In the years following WWII, many countries focused solely on recovery, while the people who lived through the worst of the war struggled to regain their sense of purpose after all they had been through and had lost. In Israel, the Mossad received a tip about escaped Nazi Adolf Eichmann, that he was living comfortably in Argentina among allies. Eichmann was monumental in carrying out the “Final Solution”, the master plan to eliminate the Jewish population. To the Israeli people, his capture and trial would be a way to partially heal the open wound. And so a tactical team was sent into Argentina to find Eichmann, capture him, and bring him out alive, all while keeping upmost secrecy. Killing him would be too easy; forcing him to stand before the people he attempted to murder would be so much more impactful, with a hangman’s noose awaiting him after.

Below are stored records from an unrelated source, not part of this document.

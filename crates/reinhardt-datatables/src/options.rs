//! Assembly of the client configuration document
//!
//! Mandatory options are always emitted, copied straight from the
//! [`TableConfig`]. Optional settings are emitted only when set, and callbacks
//! only for the hooks the table supplies.

use crate::column::{ColumnCollection, ColumnDescriptor};
use crate::config::{LanguageConfig, LengthLabel, LengthMenu, ScrollSetting, TableConfig};
use crate::document::{Document, DocumentMap};
use crate::error::{Result, TableError};
use crate::table::{CallbackHook, DataTable};

/// Builds the configuration document for `table` from `config`
///
/// Fails with [`TableError::MissingDataSource`] when server-side mode is on and
/// neither the configuration nor the table names a data source URL.
pub fn build_configuration_document<T>(table: &T, config: &TableConfig) -> Result<Document>
where
	T: DataTable + ?Sized,
{
	let mut options = DocumentMap::new();

	options.insert("paging".into(), config.paging.into());
	options.insert("lengthChange".into(), config.length_change.into());
	options.insert("processing".into(), config.processing.into());
	options.insert("searching".into(), config.searching.into());
	options.insert("ordering".into(), config.ordering.into());
	options.insert("info".into(), config.info.into());
	options.insert("autoWidth".into(), config.auto_width.into());
	options.insert("scrollCollapse".into(), config.scroll_collapse.into());
	options.insert("pageLength".into(), config.page_length.into());
	options.insert("jQueryUI".into(), config.jquery_ui.into());
	options.insert("pagingType".into(), config.paging_type.as_str().into());
	options.insert("stateSave".into(), config.state_save.into());
	options.insert("stateDuration".into(), config.state_duration.into());
	options.insert("columns".into(), column_options(&config.columns));
	options.insert("order".into(), default_order(&config.columns));
	options.insert("lengthMenu".into(), length_menu(&config.length_menu));

	if config.server_side {
		let source = config
			.ajax_source
			.as_deref()
			.or_else(|| table.ajax_data_url())
			.ok_or(TableError::MissingDataSource)?;
		options.insert("serverSide".into(), true.into());
		options.insert("sAjaxSource".into(), source.into());
	}

	if let Some(scroll_x) = &config.scroll_x {
		options.insert("scrollX".into(), scroll_setting(scroll_x));
	}
	if let Some(scroll_y) = &config.scroll_y {
		options.insert("scrollY".into(), scroll_setting(scroll_y));
	}
	if let Some(language) = &config.language {
		options.insert("language".into(), language_options(language));
	}
	if let Some(dom) = &config.dom {
		options.insert("dom".into(), dom.as_str().into());
	}

	for hook in CallbackHook::ALL {
		if let Some(source) = table.callback(hook) {
			options.insert(hook.option_name().into(), Document::raw(&source));
		}
	}

	Ok(Document::Map(options))
}

/// Per-column option list, one entry per column in display order
pub fn column_options(columns: &ColumnCollection) -> Document {
	Document::List(columns.iter().map(column_option).collect())
}

fn column_option(column: &ColumnDescriptor) -> Document {
	let mut option = DocumentMap::new();
	option.insert("orderable".into(), column.is_sortable().into());
	option.insert("name".into(), column.name().into());
	option.insert("visible".into(), column.is_visible().into());
	option.insert("searchable".into(), column.is_searchable().into());

	if let Some(width) = column.width_value() {
		option.insert("width".into(), width.into());
	}
	if let Some(class) = column.css_class_value() {
		option.insert("className".into(), class.into());
	}
	if let Some(render) = column.render_expression() {
		option.insert("render".into(), Document::raw(render));
	}

	Document::Map(option)
}

/// `[index, direction]` pairs for the default sort column
pub fn default_order(columns: &ColumnCollection) -> Document {
	Document::List(
		columns
			.iter()
			.enumerate()
			.filter(|(_, column)| column.is_default_sort())
			.map(|(index, column)| {
				Document::List(vec![
					index.into(),
					column.default_sort_direction().as_str().into(),
				])
			})
			.collect(),
	)
}

/// Page lengths and labels as two parallel lists
pub fn length_menu(menu: &LengthMenu) -> Document {
	let lengths = menu.lengths().map(Document::from).collect();
	let labels = menu
		.labels()
		.map(|label| match label {
			LengthLabel::Count(n) => Document::Integer(*n),
			LengthLabel::Text(text) => Document::Text(text.clone()),
		})
		.collect();
	Document::List(vec![Document::List(lengths), Document::List(labels)])
}

fn scroll_setting(setting: &ScrollSetting) -> Document {
	match setting {
		ScrollSetting::Enabled(enabled) => Document::Bool(*enabled),
		ScrollSetting::Extent(extent) => Document::Text(extent.clone()),
	}
}

/// Language overrides; only strings that are set appear
pub fn language_options(language: &LanguageConfig) -> Document {
	fn insert(map: &mut DocumentMap, key: &str, value: &Option<String>) {
		if let Some(value) = value {
			map.insert(key.into(), value.as_str().into());
		}
	}

	let mut paginate = DocumentMap::new();
	insert(&mut paginate, "first", &language.paginate_first);
	insert(&mut paginate, "last", &language.paginate_last);
	insert(&mut paginate, "next", &language.paginate_next);
	insert(&mut paginate, "previous", &language.paginate_previous);

	let mut options = DocumentMap::new();
	if !paginate.is_empty() {
		options.insert("paginate".into(), Document::Map(paginate));
	}
	insert(&mut options, "emptyTable", &language.empty_table);
	insert(&mut options, "info", &language.info);
	insert(&mut options, "infoEmpty", &language.info_empty);
	insert(&mut options, "infoFiltered", &language.info_filtered);
	insert(&mut options, "infoPostFix", &language.info_post_fix);
	insert(&mut options, "lengthMenu", &language.length_menu);
	insert(&mut options, "search", &language.search);
	insert(&mut options, "zeroRecords", &language.zero_records);
	insert(&mut options, "url", &language.url);

	Document::Map(options)
}

#[cfg(test)]
mod tests {
	use super::*;
	use crate::column::SortDirection;
	use crate::request::RequestParameters;
	use crate::result::DataResult;
	use rstest::{fixture, rstest};
	use serde_json::{Map, Value, json};

	struct OptionsTable {
		config: Option<TableConfig>,
		ajax_url: Option<&'static str>,
		hooks: Vec<(CallbackHook, &'static str)>,
	}

	impl DataTable for OptionsTable {
		type Row = Map<String, Value>;
		type Error = TableError;

		fn table_id(&self) -> &str {
			"options"
		}

		fn config(&self) -> Option<&TableConfig> {
			self.config.as_ref()
		}

		fn load_data(
			&self,
			_request: &RequestParameters,
		) -> std::result::Result<DataResult<Self::Row>, TableError> {
			Ok(DataResult::new(Vec::new(), 0))
		}

		fn ajax_data_url(&self) -> Option<&str> {
			self.ajax_url
		}

		fn callback(&self, hook: CallbackHook) -> Option<String> {
			self.hooks
				.iter()
				.find(|(candidate, _)| *candidate == hook)
				.map(|(_, source)| source.to_string())
		}
	}

	#[fixture]
	fn columns() -> ColumnCollection {
		ColumnCollection::try_from(vec![
			ColumnDescriptor::new("id", "ID").width("40px"),
			ColumnDescriptor::new("label", "Label")
				.sortable(false)
				.css_class("text")
				.default_sort(SortDirection::Desc),
			ColumnDescriptor::new("secret", "Secret").visible(false).searchable(false),
		])
		.unwrap()
	}

	fn table(config: TableConfig) -> OptionsTable {
		OptionsTable {
			config: Some(config),
			ajax_url: None,
			hooks: Vec::new(),
		}
	}

	fn to_json(document: &Document) -> Value {
		serde_json::from_str(&document.encode().unwrap()).unwrap()
	}

	#[rstest]
	fn test_mandatory_options(columns: ColumnCollection) {
		let config = TableConfig::new(columns);
		let document = build_configuration_document(&table(config.clone()), &config).unwrap();

		assert_eq!(
			to_json(&document),
			json!({
				"paging": false,
				"lengthChange": false,
				"processing": true,
				"searching": false,
				"ordering": true,
				"info": false,
				"autoWidth": true,
				"scrollCollapse": false,
				"pageLength": 10,
				"jQueryUI": true,
				"pagingType": "full_numbers",
				"stateSave": false,
				"stateDuration": 7200,
				"columns": [
					{"orderable": true, "name": "id", "visible": true, "searchable": true, "width": "40px"},
					{"orderable": false, "name": "label", "visible": true, "searchable": true, "className": "text"},
					{"orderable": true, "name": "secret", "visible": false, "searchable": false}
				],
				"order": [[1, "desc"]],
				"lengthMenu": [[10, 25, 50, 100], [10, 25, 50, 100]]
			})
		);
	}

	#[rstest]
	fn test_conditional_options(columns: ColumnCollection) {
		let config = TableConfig {
			server_side: true,
			ajax_source: Some("/rows".into()),
			scroll_x: Some(ScrollSetting::Enabled(true)),
			scroll_y: Some(ScrollSetting::Extent("200px".into())),
			dom: Some("lfrtip".into()),
			language: Some(LanguageConfig {
				paginate_next: Some("Next".into()),
				search: Some("Find:".into()),
				..LanguageConfig::default()
			}),
			..TableConfig::new(columns)
		};
		let json = to_json(&build_configuration_document(&table(config.clone()), &config).unwrap());

		assert_eq!(json["serverSide"], json!(true));
		assert_eq!(json["sAjaxSource"], json!("/rows"));
		assert_eq!(json["scrollX"], json!(true));
		assert_eq!(json["scrollY"], json!("200px"));
		assert_eq!(json["dom"], json!("lfrtip"));
		assert_eq!(
			json["language"],
			json!({"paginate": {"next": "Next"}, "search": "Find:"})
		);
	}

	#[rstest]
	fn test_unset_options_are_omitted(columns: ColumnCollection) {
		let config = TableConfig::new(columns);
		let document = build_configuration_document(&table(config.clone()), &config).unwrap();
		for key in ["serverSide", "sAjaxSource", "scrollX", "scrollY", "language", "dom", "rowCallback"] {
			assert!(document.get(key).is_none(), "{key} should be omitted");
		}
	}

	#[rstest]
	fn test_table_data_url_is_fallback(columns: ColumnCollection) {
		let config = TableConfig {
			server_side: true,
			..TableConfig::new(columns)
		};
		let mut host = table(config.clone());
		host.ajax_url = Some("/fallback");
		let document = build_configuration_document(&host, &config).unwrap();
		assert_eq!(document.get("sAjaxSource"), Some(&Document::Text("/fallback".into())));
	}

	#[rstest]
	fn test_server_side_without_url_fails(columns: ColumnCollection) {
		let config = TableConfig {
			server_side: true,
			..TableConfig::new(columns)
		};
		let result = build_configuration_document(&table(config.clone()), &config);
		assert!(matches!(result, Err(TableError::MissingDataSource)));
	}

	#[rstest]
	fn test_only_supplied_hooks_are_emitted(columns: ColumnCollection) {
		let config = TableConfig::new(columns);
		let mut host = table(config.clone());
		host.hooks = vec![
			(CallbackHook::Header, "function(thead){}"),
			(CallbackHook::Row, "function(row){\n}"),
		];
		let document = build_configuration_document(&host, &config).unwrap();

		assert_eq!(document.get("rowCallback"), Some(&Document::Raw("function(row){}".into())));
		assert_eq!(
			document.get("headerCallback"),
			Some(&Document::Raw("function(thead){}".into()))
		);
		assert!(document.get("footerCallback").is_none());
		assert!(document.get("drawCallback").is_none());
	}

	#[rstest]
	fn test_render_expression_is_unquoted_in_output() {
		let columns = ColumnCollection::try_from(vec![
			ColumnDescriptor::new("label", "Label").render("function(d){ return d; }"),
		])
		.unwrap();
		let config = TableConfig::new(columns);
		let encoded = build_configuration_document(&table(config.clone()), &config)
			.unwrap()
			.encode()
			.unwrap();

		assert!(encoded.contains(r#""render":function(d){ return d; }"#));
		assert!(!encoded.contains(r#""function(d){ return d; }""#));
	}

	#[rstest]
	fn test_length_menu_with_text_label() {
		let menu = LengthMenu::new().entry(10, 10).entry(-1, "All");
		assert_eq!(to_json(&length_menu(&menu)), json!([[10, -1], [10, "All"]]));
	}

	#[rstest]
	fn test_empty_language_config() {
		assert_eq!(language_options(&LanguageConfig::default()), Document::Map(DocumentMap::new()));
	}
}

I just wanted to start the review out that way to make sure I was clear on that point; that no matter my opinion of the cinematic worth of movies, some simply have value based on what they’re trying to say, films like Operation Finale among them. This is a true story, this means something, and we can’t let it become a faded memory of a past war that has nothing to do us, because that’s simply not true. What the Nazis did impacted the world, and still does impact the world; the time to forget the tragedies because life is perfect now has not come, and let’s assume it never will. Let’s assume we will always need fimmakers to remind us of what happened, and let’s hope they always have the strength to. Operation Finale may not be the perfect vehicle, but what it’s carrying is precious. It lumbers a little along the way; the side actors are fairly weak, especially Nick Kroll, the pacing is rather slow, especially when Isaac & Kingsley aren’t in the same room, and the overall feel is one of mediocrity, not uniqueness. But the main actors are strong, the story is rich, the drama is high, there are positives to latch onto, and if all else fails remember the whole point, remember that this really happened, that justice is sometimes served.